The records appear below. Report how many of their lines contain the word "arguments", giving the number alone.

(RECORDS begins)

//! Re-encoding of decoded images to delivery formats
//!
//! PNG and JPEG go through the `image` crate codecs; lossy WebP uses the
//! `webp` crate because the `image` crate only encodes lossless WebP.

use std::io::Cursor;

use image::DynamicImage;

use crate::error::{MediaError, Result};

/// Target encoding for processed images
#[derive(Debug, Clone, Copy, PartialEq, Eq)]
pub enum OutputFormat {
    Png,
    Jpeg,
    WebP,
}

impl OutputFormat {
    /// Content-Type header value for the format
    pub fn content_type(&self) -> &'static str {
        match self {
            OutputFormat::Png => "image/png",
            OutputFormat::Jpeg => "image/jpeg",
            OutputFormat::WebP => "image/webp",
        }
    }

    /// File extension / remote format directive
    pub fn as_str(&self) -> &'static str {
        match self {
            OutputFormat::Png => "png",
            OutputFormat::Jpeg => "jpeg",
            OutputFormat::WebP => "webp",
        }
    }
}

/// Encode `img` to `format` at the given quality (1-100)
///
/// Quality is clamped to 1-100. PNG is lossless and ignores it.
pub fn encode(img: &DynamicImage, format: OutputFormat, quality: u8) -> Result<Vec<u8>> {
    let quality = quality.clamp(1, 100);

    match format {
        OutputFormat::Png => encode_png(img),
        OutputFormat::Jpeg => encode_jpeg(img, quality),
        OutputFormat::WebP => encode_webp(img, quality),
    }
}

fn encode_png(img: &DynamicImage) -> Result<Vec<u8>> {
    use image::codecs::png::PngEncoder;
    use image::ImageEncoder as _;

    let rgba = img.to_rgba8();
    let mut output = Cursor::new(Vec::new());
    let encoder = PngEncoder::new(&mut output);

    encoder
        .write_image(&rgba, img.width(), img.height(), image::ColorType::Rgba8)
        .map_err(|e| MediaError::encode_failed("png", e.to_string()))?;

    Ok(output.into_inner())
}

fn encode_jpeg(img: &DynamicImage, quality: u8) -> Result<Vec<u8>> {
    use image::codecs::jpeg::JpegEncoder;
    use image::ImageEncoder as _;

    // JPEG has no alpha channel
    let rgb = img.to_rgb8();
    let mut output = Cursor::new(Vec::new());
    let encoder = JpegEncoder::new_with_quality(&mut output, quality);

    encoder
        .write_image(&rgb, img.width(), img.height(), image::ColorType::Rgb8)
        .map_err(|e| MediaError::encode_failed("jpeg", e.to_string()))?;

    Ok(output.into_inner())
}

fn encode_webp(img: &DynamicImage, quality: u8) -> Result<Vec<u8>> {
    let rgba = img.to_rgba8();
    let encoder = webp::Encoder::from_rgba(&rgba, img.width(), img.height());
    let encoded = encoder.encode(quality as f32);

    Ok(encoded.to_vec())
}
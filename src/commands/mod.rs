/// Command dispatch: the contract every command implements, and routing of
/// parsed CLI arguments to it.
pub mod errors;
pub mod plan_create;
pub mod plan_remove;
pub mod router_list;

use std::io::Write;

use tracing::{debug, warn};

use crate::api::{ApiClient, ApiRequest};
use crate::cli::args;

pub use errors::CommandError;
pub use plan_create::PlanCreate;
pub use plan_remove::PlanRemove;
pub use router_list::RouterList;

/// Static description of a command's invocation shape.
#[derive(Debug, Clone, Copy, PartialEq, Eq)]
pub struct Info {
    pub name: &'static str,
    pub usage: &'static str,
    pub desc: &'static str,
    /// Positional arguments that must be present before `run`.
    pub min_args: usize,
}

/// Per-invocation state handed to a command.
pub struct Context<'a> {
    /// Positional arguments, without the command name.
    pub args: Vec<String>,
    pub stdout: &'a mut dyn Write,
}

impl Context<'_> {
    /// Fail with `MissingArgs` unless `info.min_args` positionals are present.
    ///
    /// # Errors
    ///
    /// Returns `CommandError::MissingArgs` when too few arguments were supplied.
    pub fn require_args(&self, info: &'static Info) -> Result<(), CommandError> {
        if self.args.len() < info.min_args {
            return Err(CommandError::MissingArgs {
                command: info.name,
                usage: info.usage,
                expected: info.min_args,
                got: self.args.len(),
            });
        }
        Ok(())
    }
}

/// A user-facing operation against the platform API.
pub trait Command {
    /// Invocation contract of this command.
    fn info(&self) -> &'static Info;

    /// Run the command, writing human-readable output to `ctx.stdout`.
    ///
    /// # Errors
    ///
    /// Returns `CommandError` on any failure; create/remove print their own
    /// failure line before returning.
    fn run(&self, ctx: &mut Context<'_>, client: &dyn ApiClient) -> Result<(), CommandError>;
}

/// Dispatch a parsed `Command` to its handler.
///
/// # Errors
///
/// Returns `CommandError` on any command failure.
pub fn dispatch(
    command: &args::Command,
    stdout: &mut dyn Write,
    client: &dyn ApiClient,
) -> Result<(), CommandError> {
    let (handler, positional): (Box<dyn Command>, Vec<String>) = match command {
        args::Command::PlanCreate(a) => (
            Box::new(PlanCreate::new(a.flags.clone())),
            vec![a.name.clone()],
        ),
        args::Command::PlanRemove(a) => (Box::new(PlanRemove), vec![a.name.clone()]),
        args::Command::RouterList => (Box::new(RouterList), Vec::new()),
    };

    let mut ctx = Context {
        args: positional,
        stdout,
    };
    execute(handler.as_ref(), &mut ctx, client)
}

/// Enforce the command's argument minimum, then run it.
///
/// # Errors
///
/// Returns `CommandError::MissingArgs` or whatever the command returns.
pub fn execute(
    command: &dyn Command,
    ctx: &mut Context<'_>,
    client: &dyn ApiClient,
) -> Result<(), CommandError> {
    let info = command.info();
    ctx.require_args(info)?;
    debug!(command = info.name, args = ?ctx.args, "running command");
    command.run(ctx, client)
}

/// Send a request whose only outcome is a success or failure line.
///
/// Transport errors and non-2xx statuses print the same `failure` line.
fn submit(
    ctx: &mut Context<'_>,
    client: &dyn ApiClient,
    request: ApiRequest,
    success: &str,
    failure: &str,
) -> Result<(), CommandError> {
    let (method, path) = (request.method.clone(), request.path.clone());
    match client.send(request) {
        Ok(response) if response.is_success() => {
            debug!(%method, %path, status = response.status.as_u16(), "request succeeded");
            writeln!(ctx.stdout, "{success}")?;
            Ok(())
        }
        Ok(response) => {
            warn!(%method, %path, status = response.status.as_u16(), "request rejected");
            writeln!(ctx.stdout, "{failure}")?;
            Err(CommandError::Status(response.status))
        }
        Err(err) => {
            warn!(%method, %path, error = %err, "request failed");
            writeln!(ctx.stdout, "{failure}")?;
            Err(CommandError::Transport(err))
        }
    }
}
/// `router-list` command: show routers available for plan creation.
use super::{Command, CommandError, Context, Info};
use crate::api::{ApiClient, ApiRequest};
use crate::cli::render_table;
use crate::plan::decode_routers;

/// Lists routers as a `Name`/`Type` table, in the order the API returns them.
#[derive(Debug, Clone, Copy, Default)]
pub struct RouterList;

impl RouterList {
    pub const INFO: Info = Info {
        name: "router-list",
        usage: "router-list",
        desc: "List all routers available for plan creation.",
        min_args: 0,
    };
}

impl Command for RouterList {
    fn info(&self) -> &'static Info {
        &Self::INFO
    }

    /// Failures here print nothing; the error itself is the report.
    fn run(&self, ctx: &mut Context<'_>, client: &dyn ApiClient) -> Result<(), CommandError> {
        let response = client.send(ApiRequest::get("/plans/routers"))?;
        if !response.is_success() {
            return Err(CommandError::Status(response.status));
        }
        let routers = decode_routers(&response.body).map_err(CommandError::Decode)?;

        let table = render_table(
            &["Name", "Type"],
            routers.iter().map(|r| [r.name.as_str(), r.kind.as_str()]),
        );
        ctx.stdout.write_all(table.as_bytes())?;
        Ok(())
    }
}

#[cfg(test)]
mod tests {
    use super::*;
    use crate::commands::errors::ErrorKind;
    use crate::commands::testing::{FakeClient, run};
    use crate::types::PlanRouter;

    #[test]
    fn test_info() {
        assert_eq!(
            *RouterList.info(),
            Info {
                name: "router-list",
                usage: "router-list",
                desc: "List all routers available for plan creation.",
                min_args: 0,
            }
        );
    }

    #[test]
    fn test_list() {
        let routers = vec![
            PlanRouter {
                name: "router1".to_owned(),
                kind: "foo".to_owned(),
            },
            PlanRouter {
                name: "router2".to_owned(),
                kind: "bar".to_owned(),
            },
        ];
        let client = FakeClient::new(200, &serde_json::to_string(&routers).unwrap());
        let (result, out) = run(&RouterList, &[], &client);
        assert!(result.is_ok());
        assert_eq!(
            out,
            "+---------+------+\n\
             | Name    | Type |\n\
             +---------+------+\n\
             | router1 | foo  |\n\
             +---------+------+\n\
             | router2 | bar  |\n\
             +---------+------+\n"
        );
        assert_eq!(client.requests(), vec![ApiRequest::get("/plans/routers")]);
    }

    #[test]
    fn test_list_malformed_body() {
        let client = FakeClient::new(200, "<html>oops</html>");
        let (result, out) = run(&RouterList, &[], &client);
        assert!(matches!(result, Err(CommandError::Decode(_))));
        assert!(out.is_empty());
    }

    #[test]
    fn test_list_error_status_prints_nothing() {
        let client = FakeClient::new(500, "");
        let (result, out) = run(&RouterList, &[], &client);
        assert_eq!(result.unwrap_err().kind(), ErrorKind::Transport);
        assert!(out.is_empty());
    }
}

(RECORDS ends)

*REPLY TO THE TASK*. 4